I spoke to my two Sisters on Saturday night. One a nurse, said she was " comfortable ".

My older Sister wanted her moved to palliative care. Too much for my brother to continue nursing her at home.

She was so young. Not expected to make her 45th Birthday in December. Five days after my oldest daughter.

But a text yesterday shattered the thought that once in palliative care, she would rally. That we would gain more " time ".

It was not to be. Only a day or two in palliative care and she was gone.

She passed peacefully away in her sleep about 6am.

She looked " peaceful" my Sister said.

" Asleep, just asleep" she said.

In one way I was glad she was free from pain at last, but sad, so sad, for a young life taken too soon.

A vivacious full of life woman. A mother, a wife, a daughter, a sister in law, a friend.

She was always a bundle of energy, always cleaning, cooking, running a business.

She loved my brother beyond measure.

She had lost a daughter as a child, like me.
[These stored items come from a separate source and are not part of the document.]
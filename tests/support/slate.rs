use std::io::Write;

use tempfile::NamedTempFile;

/// One game with first-five and full-game moneylines linked historically and
/// a player prop that is void unless the player starts, plus a second game.
pub const GAME_SLATE: &str = r#"
[[bets]]
id = "nyy-f5"
event = "nyy-bos"
market = "first_five_moneyline"
selection = "NYY"
decimal_odds = 2.05
marginal_prob = 0.52

[[bets]]
id = "nyy-ml"
event = "nyy-bos"
market = "moneyline"
selection = "NYY"
decimal_odds = 1.91
marginal_prob = 0.56

[[bets]]
id = "judge-start"
event = "nyy-bos"
market = "player_starts"
selection = "Judge"
decimal_odds = 1.10
marginal_prob = 0.95

[[bets]]
id = "judge-hr"
event = "nyy-bos"
market = "player_home_run"
selection = "Judge"
decimal_odds = 3.40
marginal_prob = 0.33

[[bets]]
id = "lad-ml"
event = "lad-sf"
market = "moneyline"
selection = "LAD"
decimal_odds = 1.90
marginal_prob = 0.58

[[relationships]]
parent = "nyy-f5"
child = "nyy-ml"
type = "probability_conditional"
prob_child_given_parent_wins = 0.78
prob_child_given_parent_loses = 0.30
trust = 0.85
source = "historical"
sample_size = 15000

[[relationships]]
parent = "judge-start"
child = "judge-hr"
type = "void_if_parent_loses"
trust = 0.99
source = "rule"
"#;

/// Config with no solver backend, so sizing is deterministic fractional Kelly.
pub const KELLY_CONFIG: &str = r#"
[logging]
level = "warn"

[risk]
bankroll = 10000
max_exposure = 0.25
max_single_bet = 0.05
min_edge = 0.02

[solver]
backend = "none"
"#;

pub fn temp_toml(contents: &str) -> NamedTempFile {
    let mut file = tempfile::Builder::new()
        .prefix("betgraph-test-")
        .suffix(".toml")
        .tempfile()
        .expect("create temp file");
    file.write_all(contents.as_bytes()).expect("write temp file");
    file.flush().expect("flush temp file");
    file
}

/// `GAME_SLATE` with one outcome appended.
pub fn with_outcome(bet: &str, won: bool) -> String {
    format!("{GAME_SLATE}\n[[outcomes]]\nbet = \"{bet}\"\nwon = {won}\n")
}
//! Infrastructure configuration modules.

pub mod logging;
pub mod risk;
pub mod settings;
pub mod slate;
pub mod solver;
We talked of it once. Me, bawling my eyes out. She said she had time to prepare. A little brave girl of just eight or so. To cancer.

She died the same way, with time to prepare. What Music she would have at her funeral.

She was prepared but the rest of us weren't.

I cried, so very sad at the news unexpected.

No matter how prepared you are, the final news came as a shock.

Too soon.

I think of my brother and family so far away and I am not there to share their grief.

How they all flew to me all those years ago, within hours of my daughters shocking, sudden death.

The news unexpected. It was in the papers, a mystery how she drowned.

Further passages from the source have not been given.